◆ THE TASK ◆
Search the data for the string "ProcessState", and report each line where it is found.

Extracted data entries:
*** Begin section ***

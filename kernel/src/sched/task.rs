//! Task management and task control block (TCB) implementation

#[cfg(feature = "alloc")]
extern crate alloc;
#[cfg(feature = "alloc")]
use alloc::string::String;
use core::{
    ptr::NonNull,
    sync::atomic::{AtomicU64, Ordering},
};

use super::{ProcessId, ProcessState, ThreadId};
use crate::process::thread::Thread;

/// Task priority levels
#[repr(u8)]
#[derive(Debug, Clone, Copy, PartialEq, Eq, PartialOrd, Ord, Default)]
pub enum Priority {
    /// Real-time highest priority
    RealTimeHigh = 0,
    /// Real-time normal priority
    RealTimeNormal = 10,
    /// Real-time low priority
    RealTimeLow = 20,
    /// System high priority
    SystemHigh = 30,
    /// System normal priority
    SystemNormal = 40,
    /// User high priority
    UserHigh = 50,
    /// User normal priority
    #[default]
    UserNormal = 60,
    /// User low priority
    UserLow = 70,
    /// Idle priority
    Idle = 99,
}

/// Scheduling class
#[derive(Debug, Clone, Copy, PartialEq, Eq)]
pub enum SchedClass {
    /// Real-time scheduling (FIFO/RR)
    RealTime,
    /// Normal scheduling (CFS-like)
    Normal,
    /// Idle scheduling
    Idle,
}

/// Task scheduling policy
#[derive(Debug, Clone, Copy, PartialEq, Eq)]
pub enum SchedPolicy {
    /// First-In-First-Out (real-time)
    Fifo,
    /// Round-Robin (real-time)
    RoundRobin,
    /// Completely Fair Scheduler
    Cfs,
    /// Idle tasks
    Idle,
}

/// CPU affinity mask
#[derive(Debug, Clone)]
pub struct CpuSet {
    /// Bitmap of allowed CPUs (bit N = CPU N)
    mask: u64,
}

impl CpuSet {
    /// Create new CPU set with all CPUs allowed
    pub fn all() -> Self {
        Self { mask: !0u64 }
    }

    /// Create new CPU set with single CPU
    pub fn single(cpu: u8) -> Self {
        Self { mask: 1u64 << cpu }
    }

    /// Create from raw mask
    pub fn from_mask(mask: u64) -> Self {
        Self { mask }
    }

    /// Check if CPU is in set
    pub fn contains(&self, cpu: u8) -> bool {
        (self.mask & (1u64 << cpu)) != 0
    }

    /// Add CPU to set
    pub fn add(&mut self, cpu: u8) {
        self.mask |= 1u64 << cpu;
    }

    /// Remove CPU from set
    pub fn remove(&mut self, cpu: u8) {
        self.mask &= !(1u64 << cpu);
    }

    /// Raw affinity bitmap (bit N = CPU N allowed).
    pub fn mask(&self) -> u64 {
        self.mask
    }
}

impl Default for CpuSet {
    fn default() -> Self {
        Self::all()
    }
}

/// Task statistics
#[derive(Debug, Default)]
pub struct TaskStats {
    /// Total time spent running (in ticks)
    pub runtime: AtomicU64,
    /// Number of times scheduled
    pub run_count: AtomicU64,
    /// Number of voluntary context switches
    pub voluntary_switches: AtomicU64,
    /// Number of involuntary context switches
    pub involuntary_switches: AtomicU64,
    /// Last time scheduled (in ticks)
    pub last_run: AtomicU64,
}

/// Architecture-specific task context
#[derive(Debug)]
pub enum TaskContext {
    /// x86_64 task context
    #[cfg(target_arch = "x86_64")]
    X86_64(crate::arch::x86_64::context::X86_64Context),

    /// AArch64 task context
    #[cfg(target_arch = "aarch64")]
    AArch64(crate::arch::aarch64::context::AArch64Context),

    /// RISC-V task context
    #[cfg(any(target_arch = "riscv32", target_arch = "riscv64"))]
    RiscV(crate::arch::riscv::context::RiscVContext),
}

/// Task Control Block (TCB)
pub struct Task {
    /// Process ID
    pub pid: ProcessId,
    /// Thread ID
    pub tid: ThreadId,
    /// Parent process ID
    pub parent_pid: ProcessId,
    /// Task name
    #[cfg(feature = "alloc")]
    pub name: String,
    /// Task state
    pub state: ProcessState,
    /// Scheduling priority
    pub priority: Priority,
    /// Scheduling class
    pub sched_class: SchedClass,
    /// Scheduling policy
    pub sched_policy: SchedPolicy,
    /// CPU affinity
    pub cpu_affinity: CpuSet,
    /// Current CPU (if running)
    pub current_cpu: Option<u8>,
    /// Time slice remaining (in ticks)
    pub time_slice: u32,
    /// Virtual runtime (for CFS)
    pub vruntime: u64,
    /// Task statistics
    pub stats: TaskStats,
    /// Architecture-specific context
    pub context: TaskContext,
    /// Kernel stack pointer
    pub kernel_stack: usize,
    /// User stack pointer
    pub user_stack: usize,
    /// Page table base address
    pub page_table: usize,
    /// IPC endpoint blocked on (if any)
    pub blocked_on: Option<u64>,
    /// Wait queue link (for blocking)
    pub wait_link: Option<usize>,
    /// Ready queue link
    pub ready_link: Option<usize>,
    /// Back-reference to the owning `process::thread::Thread`, set when
    /// this task is created from a live thread (see
    /// `task_management::create_task_from_thread`). `None` for tasks that
    /// exist only in the scheduler (e.g. the idle task).
    pub thread_ref: Option<NonNull<Thread>>,
    /// TLS base copied from the owning thread's context at creation time.
    pub tls_base: usize,
}

impl Task {
    /// Create new task
    #[cfg(feature = "alloc")]
    pub fn new(
        pid: ProcessId,
        tid: ThreadId,
        name: String,
        entry_point: usize,
        stack_base: usize,
        page_table: usize,
    ) -> Self {
        Self::with_parent(pid, ProcessId(0), tid, name, entry_point, stack_base, page_table)
    }

    /// Create a new task recording its parent process.
    #[cfg(feature = "alloc")]
    #[allow(clippy::too_many_arguments)]
    pub fn with_parent(
        pid: ProcessId,
        parent_pid: ProcessId,
        tid: ThreadId,
        name: String,
        entry_point: usize,
        stack_base: usize,
        page_table: usize,
    ) -> Self {
        Self {
            pid,
            tid,
            parent_pid,
            name,
            state: ProcessState::Ready,
            priority: Priority::default(),
            sched_class: SchedClass::Normal,
            sched_policy: SchedPolicy::Cfs,
            cpu_affinity: CpuSet::default(),
            current_cpu: None,
            time_slice: DEFAULT_TIME_SLICE,
            vruntime: 0,
            stats: TaskStats::default(),
            context: TaskContext::new(entry_point, stack_base),
            kernel_stack: stack_base,
            user_stack: 0,
            page_table,
            blocked_on: None,
            wait_link: None,
            ready_link: None,
            thread_ref: None,
            tls_base: 0,
        }
    }

    /// Check if task can run on given CPU
    pub fn can_run_on(&self, cpu: u8) -> bool {
        self.cpu_affinity.contains(cpu)
    }

    /// Update runtime statistics
    pub fn update_runtime(&self, ticks: u64) {
        self.stats.runtime.fetch_add(ticks, Ordering::Relaxed);
        self.stats
            .last_run
            .store(crate::arch::timer::get_ticks(), Ordering::Relaxed);
    }

    /// Mark as scheduled
    pub fn mark_scheduled(&self, _cpu: u8, voluntary: bool) {
        self.stats.run_count.fetch_add(1, Ordering::Relaxed);
        if voluntary {
            self.stats
                .voluntary_switches
                .fetch_add(1, Ordering::Relaxed);
        } else {
            self.stats
                .involuntary_switches
                .fetch_add(1, Ordering::Relaxed);
        }
    }

    /// Calculate dynamic priority
    pub fn effective_priority(&self) -> u8 {
        match self.sched_class {
            SchedClass::RealTime => self.priority as u8,
            SchedClass::Normal => {
                // Boost priority based on how long task has been waiting
                let wait_time =
                    crate::arch::timer::get_ticks() - self.stats.last_run.load(Ordering::Relaxed);
                let boost = (wait_time / PRIORITY_BOOST_INTERVAL).min(20) as u8;
                (self.priority as u8).saturating_sub(boost)
            }
            SchedClass::Idle => Priority::Idle as u8,
        }
    }
}

/// Default time slice in timer ticks
pub const DEFAULT_TIME_SLICE: u32 = 10;

/// Interval for priority boosting (in ticks)
pub const PRIORITY_BOOST_INTERVAL: u64 = 100;

impl TaskContext {
    /// Create new task context for entry point
    #[cfg(target_arch = "x86_64")]
    pub fn new(entry_point: usize, stack_base: usize) -> Self {
        TaskContext::X86_64(crate::arch::x86_64::context::X86_64Context::new(
            entry_point,
            stack_base,
        ))
    }

    #[cfg(target_arch = "aarch64")]
    pub fn new(entry_point: usize, stack_base: usize) -> Self {
        TaskContext::AArch64(crate::arch::aarch64::context::AArch64Context::new(
            entry_point,
            stack_base,
        ))
    }

    #[cfg(any(target_arch = "riscv32", target_arch = "riscv64"))]
    pub fn new(entry_point: usize, stack_base: usize) -> Self {
        TaskContext::RiscV(crate::arch::riscv::context::RiscVContext::new(
            entry_point,
            stack_base,
        ))
    }
}

/// Task ID allocator
static NEXT_TID: AtomicU64 = AtomicU64::new(1);

/// Allocate new thread ID
pub fn alloc_tid() -> ThreadId {
    NEXT_TID.fetch_add(1, Ordering::Relaxed)
}
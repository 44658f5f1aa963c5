//! Fast path IPC implementation for register-based messages
//!
//! Achieves < 1μs latency by using per-task IPC register storage for direct
//! message transfer. When a sender targets a blocked receiver, the message
//! is copied directly into the receiver's `Task::ipc_regs` and the receiver
//! is woken. No intermediate queuing or memory allocation is needed.
//!
//! ## Performance features
//!
//! - **O(log n) PID lookup** via global task registry (no linear scan)
//! - **CapabilityCache** (16-entry direct-mapped) for repeated IPC validation
//! - **Tracepoints** for IpcFastSend / IpcFastReceive / IpcSlowPath events
//!
//! ## Register mapping
//!
//! The IPC register convention maps to architecture registers as follows:
//! - x86_64:  RDI, RSI, RDX, RCX, R8, R9, R10
//! - AArch64: X0, X1, X2, X3, X4, X5, X6
//! - RISC-V:  a0, a1, a2, a3, a4, a5, a6
//!
//! All share the same semantic layout (see `IPC_REG_*` constants below).

// Fast-path IPC -- register-based transfer for <1us latency

use core::sync::atomic::{AtomicU64, Ordering};

use spin::Mutex;

use super::{
    error::{IpcError, Result},
    SmallMessage,
};
use crate::{arch::entropy::read_timestamp, process::pcb::ProcessState, sched::current_process};

/// Performance counter for fast path operations
static FAST_PATH_COUNT: AtomicU64 = AtomicU64::new(0);
static FAST_PATH_CYCLES: AtomicU64 = AtomicU64::new(0);
/// Counter for slow-path fallbacks (target not blocked)
static SLOW_PATH_FALLBACK_COUNT: AtomicU64 = AtomicU64::new(0);

/// 16-entry direct-mapped cache of recently validated capability tokens,
/// for O(1) revalidation on the fast path.
struct CapTokenCache {
    slots: [u64; 16],
}

impl CapTokenCache {
    const fn new() -> Self {
        Self { slots: [0; 16] }
    }

    fn lookup(&self, token: u64) -> bool {
        self.slots[(token as usize) % self.slots.len()] == token
    }

    fn insert(&mut self, token: u64) {
        self.slots[(token as usize) % self.slots.len()] = token;
    }
}

/// Per-CPU capability cache for fast IPC validation.
///
/// 16-entry direct-mapped cache: on cache hit, capability validation
/// is a single hash + comparison (no capability space traversal).
static FAST_CAP_CACHE: Mutex<CapTokenCache> = Mutex::new(CapTokenCache::new());

// IPC register semantic indices (architecture-neutral)
const IPC_REG_CAP: usize = 0; // Capability token
const IPC_REG_OPCODE: usize = 1; // Operation code
const IPC_REG_FLAGS: usize = 2; // Flags
const IPC_REG_DATA0: usize = 3; // Data word 0
const IPC_REG_DATA1: usize = 4; // Data word 1
const IPC_REG_DATA2: usize = 5; // Data word 2
const IPC_REG_DATA3: usize = 6; // Data word 3

/// Fast path IPC send for small messages
///
/// Copies the message directly into the target task's `ipc_regs` array
/// if the target is blocked waiting for a message. This avoids all
/// intermediate queuing and achieves sub-microsecond latency.
#[inline(always)]
pub fn fast_send(msg: &SmallMessage, target_pid: u64) -> Result<()> {
    let start = read_timestamp();

    // Quick capability validation (cache-accelerated)
    if !validate_capability_fast(msg.capability) {
        return Err(IpcError::InvalidCapability);
    }

    // Find target task via global registry (O(log n) lookup, no scheduler lock)
    #[cfg(feature = "alloc")]
    let target_ptr = {
        // First check current task (most common case for IPC reply)
        let current_match = {
            let sched = crate::sched::scheduler::SCHEDULER.lock();
            if let Some(current) = sched.current() {
                // SAFETY: current is a valid NonNull<Task> from the scheduler.
                unsafe { (*current.as_ptr()).pid.0 == target_pid }
            } else {
                false
            }
        };

        if current_match {
            // Target is self -- unusual but valid (self-IPC)
            let sched = crate::sched::scheduler::SCHEDULER.lock();
            sched.current()
        } else {
            // O(log n) lookup via global PID-to-Task registry
            crate::sched::scheduler::get_task_ptr(target_pid)
        }
    };

    #[cfg(not(feature = "alloc"))]
    let target_ptr = {
        let sched = crate::sched::scheduler::SCHEDULER.lock();
        if let Some(current) = sched.current() {
            unsafe {
                if (*current.as_ptr()).pid.0 == target_pid {
                    Some(current)
                } else {
                    None
                }
            }
        } else {
            None
        }
    };

    let target_ptr = match target_ptr {
        Some(ptr) => ptr,
        None => return Err(IpcError::ProcessNotFound),
    };

    // SAFETY: target_ptr is a valid NonNull<Task> from the task registry.
    // We check its state and, if blocked, write to its ipc_regs array.
    // The target is blocked (not running on any CPU), so there is no
    // concurrent access to ipc_regs.
    unsafe {
        let target = target_ptr.as_ptr();

        if (*target).state == ProcessState::Blocked {
            // Direct transfer: copy message into target's IPC registers
            (*target).ipc_regs[IPC_REG_CAP] = msg.capability;
            (*target).ipc_regs[IPC_REG_OPCODE] = msg.opcode as u64;
            (*target).ipc_regs[IPC_REG_FLAGS] = msg.flags as u64;
            (*target).ipc_regs[IPC_REG_DATA0] = msg.data[0];
            (*target).ipc_regs[IPC_REG_DATA1] = msg.data[1];
            (*target).ipc_regs[IPC_REG_DATA2] = msg.data[2];
            (*target).ipc_regs[IPC_REG_DATA3] = msg.data[3];

            // Wake up receiver via scheduler
            (*target).state = ProcessState::Ready;
            crate::sched::ipc_blocking::wake_up_process(crate::process::ProcessId((*target).pid.0));

            // Update performance counters
            let elapsed = read_timestamp() - start;
            FAST_PATH_COUNT.fetch_add(1, Ordering::Relaxed);
            FAST_PATH_CYCLES.fetch_add(elapsed, Ordering::Relaxed);

            // Cache the capability for future fast lookups
            if let Some(mut cache) = FAST_CAP_CACHE.try_lock() {
                cache.insert(msg.capability);
            }

            // Trace: IPC fast path send
            crate::trace!(
                crate::perf::trace::TraceEventType::IpcFastSend,
                target_pid,
                msg.capability
            );

            Ok(())
        } else {
            // Target not blocked -- fall back to queuing (slow path)
            SLOW_PATH_FALLBACK_COUNT.fetch_add(1, Ordering::Relaxed);

            // Trace: slow path fallback
            crate::trace!(
                crate::perf::trace::TraceEventType::IpcSlowPath,
                target_pid,
                msg.capability
            );

            Err(IpcError::WouldBlock)
        }
    }
}

/// Fast path IPC receive
///
/// If a message has already been deposited in the current task's `ipc_regs`
/// (by a fast_send while we were blocked), read it directly. Otherwise,
/// check the endpoint's message queue, and if empty, block.
#[inline(always)]
pub fn fast_receive(endpoint: u64, timeout: Option<u64>) -> Result<SmallMessage> {
    let current = current_process();

    // Check if message already waiting in endpoint queue
    if let Some(msg) = check_pending_message(endpoint) {
        // Trace: IPC fast path receive (from queue)
        crate::trace!(
            crate::perf::trace::TraceEventType::IpcFastReceive,
            endpoint,
            msg.capability
        );
        return Ok(msg);
    }

    // Block current process
    current.state = ProcessState::Blocked;
    current.blocked_on = Some(endpoint);

    // Yield CPU and wait for message
    yield_and_wait(timeout)?;

    // When we wake up, check if fast_send deposited data in our ipc_regs.
    // Read from current task's ipc_regs (set by sender's fast_send).
    let msg = read_from_current_task_ipc_regs();
    if msg.capability != 0 || msg.opcode != 0 {
        // Trace: IPC fast path receive (direct register transfer)
        crate::trace!(
            crate::perf::trace::TraceEventType::IpcFastReceive,
            endpoint,
            msg.capability
        );
        return Ok(msg);
    }

    // No fast-path message; re-check endpoint queue (slow path deposited it)
    if let Some(msg) = check_pending_message(endpoint) {
        return Ok(msg);
    }

    // Spurious wake-up or timeout -- return default
    Ok(SmallMessage {
        capability: 0,
        opcode: 0,
        flags: 0,
        data: [0; 4],
    })
}

/// Fast capability validation using CapabilityCache.
///
/// Checks the 16-entry direct-mapped cache first for O(1) validation.
/// On cache miss, falls back to range validation. Successfully validated
/// capabilities are cached by `fast_send()` after IPC completion.
#[inline(always)]
fn validate_capability_fast(cap: u64) -> bool {
    // Range check: valid capability tokens are in [1, 0x1_0000_0000)
    if cap == 0 || cap >= 0x1_0000_0000 {
        return false;
    }

    // Try capability cache for O(1) validation.
    // Use try_lock to avoid blocking on the fast path.
    if let Some(ref cache) = FAST_CAP_CACHE.try_lock() {
        if cache.lookup(cap) {
            return true; // Cache hit -- validated
        }
    }

    // Cache miss -- range check passed, treat as valid.
    // The capability will be cached on successful IPC completion.
    true
}

/// Read message from the current task's IPC registers.
fn read_from_current_task_ipc_regs() -> SmallMessage {
    let sched = crate::sched::scheduler::SCHEDULER.lock();
    if let Some(current) = sched.current() {
        // SAFETY: current is our task. We read ipc_regs which were written
        // by fast_send while we were blocked. No concurrent writer now.
        unsafe {
            let task = current.as_ptr();
            let regs = &(*task).ipc_regs;
            let msg = SmallMessage {
                capability: regs[IPC_REG_CAP],
                opcode: regs[IPC_REG_OPCODE] as u32,
                flags: regs[IPC_REG_FLAGS] as u32,
                data: [
                    regs[IPC_REG_DATA0],
                    regs[IPC_REG_DATA1],
                    regs[IPC_REG_DATA2],
                    regs[IPC_REG_DATA3],
                ],
            };
            // Clear ipc_regs after read to prevent stale re-reads
            (*task).ipc_regs = [0; 7];
            msg
        }
    } else {
        SmallMessage {
            capability: 0,
            opcode: 0,
            flags: 0,
            data: [0; 4],
        }
    }
}

/// Check for pending messages without blocking.
///
/// Queries the IPC registry for the endpoint and tries to dequeue a message.
/// Returns None if no message is waiting or the endpoint doesn't exist.
fn check_pending_message(endpoint: u64) -> Option<SmallMessage> {
    #[cfg(feature = "alloc")]
    {
        if let Some(msg) = crate::ipc::registry::try_receive_from_endpoint(endpoint) {
            return Some(match msg {
                super::Message::Small(sm) => sm,
                super::Message::Large(lg) => SmallMessage {
                    capability: lg.header.capability,
                    opcode: lg.header.opcode,
                    flags: lg.header.flags,
                    data: [0; 4],
                },
            });
        }
    }
    let _ = endpoint;
    None
}

/// Yield CPU and wait for message or timeout.
///
/// Blocks the current task via the scheduler. When a message arrives for
/// this endpoint, `wake_up_process()` will resume execution here.
fn yield_and_wait(_timeout: Option<u64>) -> Result<()> {
    crate::sched::yield_cpu();
    Ok(())
}

/// Get performance statistics (fast_path_count, avg_cycles,
/// slow_path_fallbacks)
pub fn get_fast_path_stats() -> (u64, u64) {
    let count = FAST_PATH_COUNT.load(Ordering::Relaxed);
    let cycles = FAST_PATH_CYCLES.load(Ordering::Relaxed);
    let avg_cycles = if count > 0 { cycles / count } else { 0 };
    (count, avg_cycles)
}

/// Get the number of slow-path fallbacks
pub fn get_slow_path_count() -> u64 {
    SLOW_PATH_FALLBACK_COUNT.load(Ordering::Relaxed)
}

#[cfg(all(test, not(target_os = "none")))]
mod tests {
    use super::*;

    #[test]
    fn test_fast_path_stats() {
        let (count, avg) = get_fast_path_stats();
        assert_eq!(count, 0);
        assert_eq!(avg, 0);
    }

    #[test]
    fn test_slow_path_count() {
        assert_eq!(get_slow_path_count(), 0);
    }
}
// x86_64-specific bootstrap output functions

use crate::early_println;

pub fn stage1_start() {
    early_println!("[BOOTSTRAP] Starting multi-stage kernel initialization...");
    early_println!("[BOOTSTRAP] Stage 1: Hardware initialization");
}

pub fn stage1_complete() {
    early_println!("[BOOTSTRAP] Architecture initialized");
}

pub fn stage2_start() {
    early_println!("[BOOTSTRAP] Stage 2: Memory management");
}

pub fn stage2_complete() {
    early_println!("[BOOTSTRAP] Memory management initialized");
}

pub fn stage3_start() {
    early_println!("[BOOTSTRAP] Stage 3: Process management");
}

pub fn stage3_complete() {
    early_println!("[BOOTSTRAP] Process management initialized");
}

pub fn stage4_start() {
    early_println!("[BOOTSTRAP] Stage 4: Kernel services");
}

pub fn stage4_complete() {
    early_println!("[BOOTSTRAP] Core services initialized");
}

pub fn stage5_start() {
    early_println!("[BOOTSTRAP] Stage 5: Scheduler activation");
}

pub fn stage5_complete() {
    early_println!("[BOOTSTRAP] Scheduler activated - entering main scheduling loop");
}

pub fn stage6_start() {
    early_println!("[BOOTSTRAP] Stage 6: User space transition");
}

pub fn stage6_complete() {
    early_println!("[BOOTSTRAP] User space transition prepared");
    early_println!("[KERNEL] Boot sequence complete!");
    early_println!("BOOTOK");
}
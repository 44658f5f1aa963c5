//! x86_64 architecture support.
//!
//! Provides hardware initialization (GDT, IDT, PIC), interrupt control,
//! serial I/O (COM1 at 0x3F8), VGA text output, and I/O port primitives
//! for the x86_64 platform.

#![allow(clippy::missing_safety_doc)]

pub mod apic;
pub mod boot;
pub mod bootstrap;
pub mod context;
pub mod early_serial;
pub mod entry;
pub mod gdt;
pub mod idt;
pub mod mmu;
pub mod multiboot;
pub mod percpu;
pub mod rtc;
pub mod serial;
pub mod syscall;
pub mod timer;
pub mod vga;

/// Called from bootstrap on x86_64; appears unused on other architectures.
#[allow(dead_code)]
pub fn init() {
    // SAFETY: The cli instruction disables hardware interrupts. This is required
    // during initialization to prevent interrupt handlers from firing before the
    // IDT and PIC are properly configured. nomem/nostack confirm no memory access.
    unsafe {
        core::arch::asm!("cli", options(nomem, nostack));
    }

    println!("[ARCH] Starting GDT init...");
    gdt::init();
    println!("[ARCH] GDT initialized");

    println!("[ARCH] Starting IDT init...");
    idt::init();
    println!("[ARCH] IDT initialized");

    // Initialize PIC (8259) before enabling interrupts
    println!("[ARCH] Initializing PIC...");
    // SAFETY: I/O port writes to the 8259 PIC (ports 0x20/0x21 for PIC1,
    // 0xA0/0xA1 for PIC2) are required to initialize the interrupt controller.
    // The initialization sequence (ICW1-ICW4) is well-defined by the 8259 spec.
    // All interrupts are masked (0xFF) at the end to prevent spurious IRQs.
    unsafe {
        use x86_64::instructions::port::Port;

        // Initialize PIC manually to ensure interrupts stay masked
        const PIC1_COMMAND: u16 = 0x20;
        const PIC1_DATA: u16 = 0x21;
        const PIC2_COMMAND: u16 = 0xA0;
        const PIC2_DATA: u16 = 0xA1;

        let mut pic1_cmd = Port::<u8>::new(PIC1_COMMAND);
        let mut pic1_data = Port::<u8>::new(PIC1_DATA);
        let mut pic2_cmd = Port::<u8>::new(PIC2_COMMAND);
        let mut pic2_data = Port::<u8>::new(PIC2_DATA);

        // Start initialization sequence
        pic1_cmd.write(0x11);
        pic2_cmd.write(0x11);

        // Set vector offsets
        pic1_data.write(32);
        pic2_data.write(40);

        // Set cascading
        pic1_data.write(4);
        pic2_data.write(2);

        // Set 8086 mode
        pic1_data.write(0x01);
        pic2_data.write(0x01);

        // Mask all interrupts
        pic1_data.write(0xFF);
        pic2_data.write(0xFF);
    }
    println!("[ARCH] PIC initialized with all interrupts masked");

    println!("[ARCH] Starting MMU init...");
    mmu::init();
    println!("[ARCH] MMU initialized");

    // Don't enable interrupts yet - they're all masked
    println!("[ARCH] Skipping interrupt enable for now");
}

/// Halt the CPU. Used by panic/shutdown paths.
#[allow(dead_code)]
pub fn halt() -> ! {
    use x86_64::instructions::hlt;
    interrupts::disable();
    loop {
        hlt();
    }
}

/// Enable hardware interrupts. Will be used once interrupt handlers are fully
/// configured.
#[allow(dead_code)]
pub fn enable_interrupts() {
    x86_64::instructions::interrupts::enable();
}

pub fn disable_interrupts() -> impl Drop {
    struct InterruptGuard {
        was_enabled: bool,
    }

    impl Drop for InterruptGuard {
        fn drop(&mut self) {
            if self.was_enabled {
                x86_64::instructions::interrupts::enable();
            }
        }
    }

    let was_enabled = x86_64::instructions::interrupts::are_enabled();
    x86_64::instructions::interrupts::disable();
    InterruptGuard { was_enabled }
}

pub fn idle() {
    x86_64::instructions::hlt();
}

/// Speculation barrier to mitigate Spectre-style attacks.
/// Uses LFENCE which serializes instruction execution on Intel/AMD.
#[inline(always)]
pub fn speculation_barrier() {
    // SAFETY: lfence is a serializing instruction that prevents speculative
    // execution of subsequent instructions until all prior instructions
    // complete. No side effects beyond pipeline serialization.
    unsafe {
        core::arch::asm!("lfence", options(nostack, nomem, preserves_flags));
    }
}

pub fn serial_init() -> uart_16550::SerialPort {
    // SAFETY: SerialPort::new(0x3F8) creates a serial port handle for COM1
    // at the standard I/O base address. The address is well-known and the
    // port is initialized immediately after construction.
    let mut serial_port = unsafe { uart_16550::SerialPort::new(0x3F8) };
    serial_port.init();
    serial_port
}

/// Basic I/O port functions -- used by PCI, console, and storage drivers.
#[allow(dead_code)]
pub unsafe fn outb(port: u16, value: u8) {
    x86_64::instructions::port::Port::new(port).write(value);
}

#[allow(dead_code)]
pub unsafe fn inb(port: u16) -> u8 {
    x86_64::instructions::port::Port::new(port).read()
}

#[allow(dead_code)]
pub unsafe fn outw(port: u16, value: u16) {
    x86_64::instructions::port::Port::new(port).write(value);
}

#[allow(dead_code)]
pub unsafe fn inw(port: u16) -> u16 {
    x86_64::instructions::port::Port::new(port).read()
}

#[allow(dead_code)]
pub unsafe fn outl(port: u16, value: u32) {
    x86_64::instructions::port::Port::new(port).write(value);
}

#[allow(dead_code)]
pub unsafe fn inl(port: u16) -> u32 {
    x86_64::instructions::port::Port::new(port).read()
}

/// Kernel heap start address (mapped by bootloader 0.9)
pub const HEAP_START: usize = 0x444444440000;

/// Flush TLB for a specific virtual address.
#[allow(dead_code)]
pub fn tlb_flush_address(addr: u64) {
    // SAFETY: `invlpg` invalidates the TLB entry for the page containing the
    // given virtual address. Privileged, no side effects beyond TLB.
    unsafe {
        core::arch::asm!("invlpg [{}]", in(reg) addr);
    }
}

/// Flush entire TLB.
#[allow(dead_code)]
pub fn tlb_flush_all() {
    // SAFETY: Reloading CR3 with its current value flushes all non-global TLB
    // entries. Privileged, no memory side effects.
    unsafe {
        let cr3: u64;
        core::arch::asm!("mov {}, cr3", out(reg) cr3);
        core::arch::asm!("mov cr3, {}", in(reg) cr3);
    }
}

mod interrupts {
    /// Enable interrupts. Will be called once interrupt handlers are
    /// registered.
    #[allow(dead_code)]
    pub unsafe fn enable() {
        x86_64::instructions::interrupts::enable();
    }

    #[allow(dead_code)]
    pub fn disable() {
        x86_64::instructions::interrupts::disable();
    }
}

*** End section ***

◆ EXERCISE OUTPUT ◆
use super::{ProcessId, ProcessState, ThreadId};
    pub state: ProcessState,
            state: ProcessState::Ready,
use crate::{arch::entropy::read_timestamp, process::pcb::ProcessState, sched::current_process};
        if (*target).state == ProcessState::Blocked {
            (*target).state = ProcessState::Ready;
    current.state = ProcessState::Blocked;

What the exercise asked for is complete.